MATERIAL TO PROCESS
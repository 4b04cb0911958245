//! Portfolio dashboard: runs the whole pipeline and holds its results.
//!
//! growth inference -> weights -> backtest -> risk metrics -> analytics
//!
//! A persisted weight table takes precedence over freshly derived weights
//! until [`PortfolioDashboard::refresh_weights`] overwrites it, or the
//! dashboard is built with [`PortfolioDashboard::build_refreshed`].

use crate::domain::analytics::PortfolioAnalytics;
use crate::domain::aligned::AlignedReturnSeries;
use crate::domain::backtest::{run_backtest, BacktestConfig, BacktestResult, BacktestWindow};
use crate::domain::error::GrowthfolioError;
use crate::domain::growth::{infer_growth, infer_growth_cached, GrowthInference};
use crate::domain::risk::RiskMetrics;
use crate::domain::universe::Universe;
use crate::domain::weights::{derive_weights, WeightVector};
use crate::ports::growth_cache::GrowthCache;
use crate::ports::growth_port::GrowthPort;
use crate::ports::price_port::PricePort;
use crate::ports::weight_store::WeightStore;
use chrono::NaiveDate;
use tracing::{info, warn};

#[derive(Clone, Copy)]
pub struct DashboardPorts<'a> {
    pub growth: &'a dyn GrowthPort,
    pub prices: &'a dyn PricePort,
    pub weight_store: &'a dyn WeightStore,
    pub growth_cache: Option<&'a dyn GrowthCache>,
}

#[derive(Debug, Clone, Default)]
pub struct DashboardConfig {
    pub backtest: BacktestConfig,
    /// Ticker compared against in analytics, e.g. `DJIA`.
    pub benchmark: Option<String>,
    /// Fan growth estimation out over the rayon pool.
    pub parallel: bool,
}

pub struct PortfolioDashboard<'a> {
    ports: DashboardPorts<'a>,
    config: DashboardConfig,
    universe: Universe,
    today: NaiveDate,
    growth: GrowthInference,
    weights: WeightVector,
    backtest: BacktestResult,
    risk: RiskMetrics,
    analytics: PortfolioAnalytics,
}

struct Evaluation {
    backtest: BacktestResult,
    risk: RiskMetrics,
    analytics: PortfolioAnalytics,
}

impl<'a> PortfolioDashboard<'a> {
    pub fn build(
        ports: DashboardPorts<'a>,
        universe: Universe,
        config: DashboardConfig,
        today: NaiveDate,
    ) -> Result<Self, GrowthfolioError> {
        let growth = Self::infer(&ports, &universe, config.parallel)?;

        let weights = match ports.weight_store.load()? {
            Some(stored) => {
                info!(tickers = stored.len(), "using persisted weight table");
                stored
            }
            None => {
                let derived = derive_weights(&growth.mapping);
                ports.weight_store.save(&derived)?;
                derived
            }
        };

        Self::assemble(ports, universe, config, today, growth, weights)
    }

    /// Like [`build`](Self::build), but ignores any persisted table and cached
    /// growth: estimates are re-inferred and the derived weights overwrite the
    /// table before the backtest runs.
    pub fn build_refreshed(
        ports: DashboardPorts<'a>,
        universe: Universe,
        config: DashboardConfig,
        today: NaiveDate,
    ) -> Result<Self, GrowthfolioError> {
        let (growth, weights) = Self::rederive(&ports, &universe, config.parallel)?;
        Self::assemble(ports, universe, config, today, growth, weights)
    }

    fn assemble(
        ports: DashboardPorts<'a>,
        universe: Universe,
        config: DashboardConfig,
        today: NaiveDate,
        growth: GrowthInference,
        weights: WeightVector,
    ) -> Result<Self, GrowthfolioError> {
        let eval = Self::evaluate(&ports, &universe, &growth, &weights, &config, today)?;

        Ok(Self {
            ports,
            config,
            universe,
            today,
            growth,
            weights,
            backtest: eval.backtest,
            risk: eval.risk,
            analytics: eval.analytics,
        })
    }

    /// Drops the cache entry, re-infers growth and stores the new weights.
    fn rederive(
        ports: &DashboardPorts<'a>,
        universe: &Universe,
        parallel: bool,
    ) -> Result<(GrowthInference, WeightVector), GrowthfolioError> {
        if let Some(cache) = ports.growth_cache {
            cache.invalidate(&universe.key())?;
        }
        let growth = Self::infer(ports, universe, parallel)?;
        let weights = derive_weights(&growth.mapping);
        ports.weight_store.save(&weights)?;
        info!(tickers = weights.len(), "weight table refreshed");
        Ok((growth, weights))
    }

    fn infer(
        ports: &DashboardPorts<'a>,
        universe: &Universe,
        parallel: bool,
    ) -> Result<GrowthInference, GrowthfolioError> {
        match ports.growth_cache {
            Some(cache) => infer_growth_cached(ports.growth, cache, universe, parallel),
            None => Ok(infer_growth(ports.growth, universe, parallel)),
        }
    }

    fn evaluate(
        ports: &DashboardPorts<'a>,
        universe: &Universe,
        growth: &GrowthInference,
        weights: &WeightVector,
        config: &DashboardConfig,
        today: NaiveDate,
    ) -> Result<Evaluation, GrowthfolioError> {
        let backtest = run_backtest(ports.prices, universe.tickers(), weights, &config.backtest, today)?;
        let risk = RiskMetrics::from_series(&backtest.series)?;

        let benchmark = config.benchmark.as_deref().and_then(|ticker| {
            match ports
                .prices
                .history(ticker, backtest.start_date, backtest.end_date)
            {
                Ok(series) => Some(series),
                Err(e) => {
                    warn!(%ticker, error = %e, "benchmark unavailable");
                    None
                }
            }
        });

        let analytics = PortfolioAnalytics::compute(
            &growth.mapping,
            &backtest,
            benchmark.as_ref(),
            config.backtest.initial_value,
        );

        Ok(Evaluation {
            backtest,
            risk,
            analytics,
        })
    }

    pub fn universe(&self) -> &Universe {
        &self.universe
    }

    pub fn growth(&self) -> &GrowthInference {
        &self.growth
    }

    /// The weights the dashboard is running with.
    pub fn weights(&self) -> &WeightVector {
        &self.weights
    }

    /// The backtest series paired with the weights actually applied.
    pub fn backtest(&self) -> &BacktestResult {
        &self.backtest
    }

    pub fn risk_metrics(&self) -> &RiskMetrics {
        &self.risk
    }

    pub fn analytics(&self) -> &PortfolioAnalytics {
        &self.analytics
    }

    /// Returns of the persisted weight table between `start` and `end`
    /// (today when `None`).
    pub fn portfolio_returns(
        &self,
        start: NaiveDate,
        end: Option<NaiveDate>,
    ) -> Result<AlignedReturnSeries, GrowthfolioError> {
        let weights = self
            .ports
            .weight_store
            .load()?
            .unwrap_or_else(|| self.weights.clone());
        let config = BacktestConfig {
            window: BacktestWindow::Range { start, end },
            initial_value: self.config.backtest.initial_value,
        };
        let result = run_backtest(self.ports.prices, &weights.tickers(), &weights, &config, self.today)?;
        Ok(result.series)
    }

    /// Recomputes growth and weights, overwrites the weight table and
    /// re-runs the backtest with the new weights.
    pub fn refresh_weights(&mut self) -> Result<&WeightVector, GrowthfolioError> {
        let (growth, weights) = Self::rederive(&self.ports, &self.universe, self.config.parallel)?;

        let eval = Self::evaluate(
            &self.ports,
            &self.universe,
            &growth,
            &weights,
            &self.config,
            self.today,
        )?;

        self.growth = growth;
        self.weights = weights;
        self.backtest = eval.backtest;
        self.risk = eval.risk;
        self.analytics = eval.analytics;
        Ok(&self.weights)
    }
}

WORK REQUEST
Without changing anything, quote the lines from the top of the data to the line that contains "use crate::domain::error::GrowthfolioError;", including that line.

RESPONSE AREA
repository 4b04cb0911958245
//! Portfolio dashboard: runs the whole pipeline and holds its results.
//!
//! growth inference -> weights -> backtest -> risk metrics -> analytics
//!
//! A persisted weight table takes precedence over freshly derived weights
//! until [`PortfolioDashboard::refresh_weights`] overwrites it, or the
//! dashboard is built with [`PortfolioDashboard::build_refreshed`].

use crate::domain::analytics::PortfolioAnalytics;
use crate::domain::aligned::AlignedReturnSeries;
use crate::domain::backtest::{run_backtest, BacktestConfig, BacktestResult, BacktestWindow};
use crate::domain::error::GrowthfolioError;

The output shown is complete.